In the course of data collection for our comparison, we found that gender-disaggregated data are not systematically collected from a management approach, although each of our centres has well-established organisational structures for human resources and equality. Such data are especially poor for middle and lower organisational levels. This is alarming, because academic health centres with devolved and decentralised organisational structures make important health human resources and funding decisions precisely at these levels. We also found a lack of standardised indicators and efforts to compare the levels of gender equality in academic health centres across the EU member states.

Conclusions

In this multi-centre cross-country comparison, we set out to explore a gender gap in leadership and management positions in large publicly funded academic health centres, taking four centres in the EU as case studies. While approximately half of current medical students are women, significantly fewer women than men hold leadership and management positions within academic health centres. Two important patterns can be identified across our centres and countries. First, gender inequality is strongest at the middle level of leadership and management as well as among full professors. Second, the gender leadership gap tends to be narrower within the hospital than within the academic enterprise. Also of importance is that new forms of management (e.g. mergers, privatisation, or new performance management schemes) may embody new risks for gender equality and therefore need careful gender assessment. These findings reveal novel and uneven shifts in the gender leadership gap towards the less-well-monitored middle-level management positions.

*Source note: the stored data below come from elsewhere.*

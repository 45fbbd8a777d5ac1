use std::sync::Arc;

use async_trait::async_trait;
use fluxgate_sdk::ServeError;

use super::context::GatewayContext;

/// Terminal or wrapped invocation step. The transport invokers implement
/// this directly; filters produce wrapping invokers around a `next`.
#[async_trait]
pub trait Invoker: Send + Sync {
    async fn invoke(&self, ctx: &mut GatewayContext) -> Result<(), ServeError>;
}

pub type ArcInvoker = Arc<dyn Invoker>;

/// Stateless interceptor with a stable id and an ordering weight.
///
/// `invoke` receives the downstream invoker and returns the wrapped one; it
/// must call `next` at most once and must not retain the context past its
/// own invocation. Returning an error without calling `next` short-circuits
/// the chain.
pub trait Filter: Send + Sync {
    /// Stable id selective endpoints reference this filter by.
    fn type_id(&self) -> &str;

    /// Ascending execution order; ties resolve by registration order.
    fn order(&self) -> i32 {
        0
    }

    fn invoke(&self, next: ArcInvoker) -> ArcInvoker;
}

struct FilterEntry {
    filter: Arc<dyn Filter>,
    order: i32,
    seq: usize,
}

/// Ordered filter container owned by the composition root.
///
/// Both lists are sorted by ascending order on insertion (stable on
/// registration sequence) and are read-only once serving starts, so lookups
/// take no locks.
#[derive(Default)]
pub struct FilterRegistry {
    global: Vec<FilterEntry>,
    selective: Vec<FilterEntry>,
    seq: usize,
}

impl FilterRegistry {
    #[must_use]
    pub fn new() -> Self {
        Self::default()
    }

    pub fn add_global(&mut self, filter: Arc<dyn Filter>) {
        let order = filter.order();
        self.global.push(FilterEntry {
            filter,
            order,
            seq: self.seq,
        });
        self.seq += 1;
        self.global.sort_by_key(|e| (e.order, e.seq));
    }

    pub fn add_selective(&mut self, filter: Arc<dyn Filter>) {
        let order = filter.order();
        self.selective.push(FilterEntry {
            filter,
            order,
            seq: self.seq,
        });
        self.seq += 1;
        self.selective.sort_by_key(|e| (e.order, e.seq));
    }

    #[must_use]
    pub fn global_filters(&self) -> impl Iterator<Item = &Arc<dyn Filter>> {
        self.global.iter().map(|e| &e.filter)
    }

    #[must_use]
    pub fn selective_by_id(&self, type_id: &str) -> Option<Arc<dyn Filter>> {
        self.selective
            .iter()
            .find(|e| e.filter.type_id() == type_id)
            .map(|e| e.filter.clone())
    }

    /// Build the per-request chain: global filters, then the endpoint's
    /// selective filters (declaration order), terminating in `terminal`.
    ///
    /// The chain folds right-to-left so the first filter runs outermost.
    #[must_use]
    pub fn build_chain(
        &self,
        selected: &[Arc<dyn Filter>],
        terminal: ArcInvoker,
    ) -> ArcInvoker {
        let mut invoker = terminal;
        for filter in selected.iter().rev() {
            invoker = filter.invoke(invoker);
        }
        for entry in self.global.iter().rev() {
            invoker = entry.filter.invoke(invoker);
        }
        invoker
    }
}

#[cfg(test)]
mod tests {
    use std::sync::Mutex;

    use super::*;

    /// Records its tag into a shared trace when invoked.
    struct TraceFilter {
        id: &'static str,
        order: i32,
        trace: Arc<Mutex<Vec<&'static str>>>,
    }

    struct TraceStep {
        id: &'static str,
        trace: Arc<Mutex<Vec<&'static str>>>,
        next: ArcInvoker,
    }

    #[async_trait]
    impl Invoker for TraceStep {
        async fn invoke(&self, ctx: &mut GatewayContext) -> Result<(), ServeError> {
            self.trace.lock().unwrap().push(self.id);
            self.next.invoke(ctx).await
        }
    }

    impl Filter for TraceFilter {
        fn type_id(&self) -> &str {
            self.id
        }

        fn order(&self) -> i32 {
            self.order
        }

        fn invoke(&self, next: ArcInvoker) -> ArcInvoker {
            Arc::new(TraceStep {
                id: self.id,
                trace: self.trace.clone(),
                next,
            })
        }
    }

    struct Terminal {
        trace: Arc<Mutex<Vec<&'static str>>>,
    }

    #[async_trait]
    impl Invoker for Terminal {
        async fn invoke(&self, _ctx: &mut GatewayContext) -> Result<(), ServeError> {
            self.trace.lock().unwrap().push("terminal");
            Ok(())
        }
    }

    struct Rejecting;

    impl Filter for Rejecting {
        fn type_id(&self) -> &str {
            "Rejecting"
        }

        fn invoke(&self, _next: ArcInvoker) -> ArcInvoker {
            struct Step;
            #[async_trait]
            impl Invoker for Step {
                async fn invoke(&self, _ctx: &mut GatewayContext) -> Result<(), ServeError> {
                    Err(ServeError::new(
                        http::StatusCode::UNAUTHORIZED,
                        fluxgate_sdk::codes::REQUEST_INVALID,
                        "rejected",
                    ))
                }
            }
            Arc::new(Step)
        }
    }

    fn trace_filter(
        id: &'static str,
        order: i32,
        trace: &Arc<Mutex<Vec<&'static str>>>,
    ) -> Arc<dyn Filter> {
        Arc::new(TraceFilter {
            id,
            order,
            trace: trace.clone(),
        })
    }

    #[tokio::test]
    async fn filters_run_in_ascending_order() {
        let trace = Arc::new(Mutex::new(Vec::new()));
        let mut registry = FilterRegistry::new();
        registry.add_global(trace_filter("three", 3, &trace));
        registry.add_global(trace_filter("one", 1, &trace));
        registry.add_global(trace_filter("two", 2, &trace));

        let chain = registry.build_chain(&[], Arc::new(Terminal { trace: trace.clone() }));
        let mut ctx = GatewayContext::new();
        chain.invoke(&mut ctx).await.unwrap();

        assert_eq!(*trace.lock().unwrap(), vec!["one", "two", "three", "terminal"]);
    }

    #[tokio::test]
    async fn order_ties_resolve_by_registration() {
        let trace = Arc::new(Mutex::new(Vec::new()));
        let mut registry = FilterRegistry::new();
        registry.add_global(trace_filter("first", 5, &trace));
        registry.add_global(trace_filter("second", 5, &trace));

        let chain = registry.build_chain(&[], Arc::new(Terminal { trace: trace.clone() }));
        let mut ctx = GatewayContext::new();
        chain.invoke(&mut ctx).await.unwrap();

        assert_eq!(*trace.lock().unwrap(), vec!["first", "second", "terminal"]);
    }

    #[tokio::test]
    async fn selective_filters_run_after_global() {
        let trace = Arc::new(Mutex::new(Vec::new()));
        let mut registry = FilterRegistry::new();
        registry.add_global(trace_filter("global", 0, &trace));
        registry.add_selective(trace_filter("selected", 0, &trace));

        let selected = vec![registry.selective_by_id("selected").unwrap()];
        let chain = registry.build_chain(&selected, Arc::new(Terminal { trace: trace.clone() }));
        let mut ctx = GatewayContext::new();
        chain.invoke(&mut ctx).await.unwrap();

        assert_eq!(
            *trace.lock().unwrap(),
            vec!["global", "selected", "terminal"]
        );
    }

    #[tokio::test]
    async fn short_circuit_stops_downstream() {
        let trace = Arc::new(Mutex::new(Vec::new()));
        let mut registry = FilterRegistry::new();
        registry.add_global(trace_filter("outer", 1, &trace));
        registry.add_global(Arc::new(Rejecting));
        registry.add_global(trace_filter("inner", 10, &trace));

        let chain = registry.build_chain(&[], Arc::new(Terminal { trace: trace.clone() }));
        let mut ctx = GatewayContext::new();
        let err = chain.invoke(&mut ctx).await.unwrap_err();

        assert_eq!(err.status_code, http::StatusCode::UNAUTHORIZED);
        // Rejecting sorts first (order 0) and never calls next.
        assert!(trace.lock().unwrap().is_empty());
    }

    #[test]
    fn selective_lookup_by_id() {
        let trace = Arc::new(Mutex::new(Vec::new()));
        let mut registry = FilterRegistry::new();
        registry.add_selective(trace_filter("Auth", 0, &trace));

        assert!(registry.selective_by_id("Auth").is_some());
        assert!(registry.selective_by_id("Missing").is_none());
    }
}
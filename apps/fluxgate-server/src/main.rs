use std::sync::Arc;

use anyhow::Context;
use fluxgate::infra::discovery::ManifestRegistry;
use fluxgate::{GatewayConfig, HttpGateway};
use tracing::info;
use tracing_subscriber::EnvFilter;

#[tokio::main]
async fn main() -> anyhow::Result<()> {
    tracing_subscriber::fmt()
        .with_env_filter(EnvFilter::from_default_env())
        .init();

    let config = GatewayConfig::load().context("load gateway configuration")?;
    info!(?config, "configuration loaded");

    let registry = match config.registry.id.as_str() {
        "manifest" => Arc::new(ManifestRegistry::new(&config.registry.manifest_dir)),
        other => anyhow::bail!("unknown registry backend: {other}"),
    };

    let gateway = HttpGateway::builder(config)
        .with_registry(registry)
        .build()
        .context("build gateway")?;

    gateway.serve().await
}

The findings suggest that clear targets and action plans to increase the representation of women in top-level decision-making positions are important but not sufficient. A focus on top-level decision-making bodies is not sustainable, because the inequality gap may move down to middle-management positions that are less well monitored. Furthermore, stronger inequality in the academic enterprise is especially alarming, because it compromises commitment to high-quality medical education and negatively effects the future generation of doctors. Action should be taken to assess the effects of changing clinical management through the lens of gender and to develop comprehensive gender-monitoring systems based on standardised indicators, which enable comparison across academic health centres. This could help to identify and close the gender leadership gap and to utilise health human resources more effectively.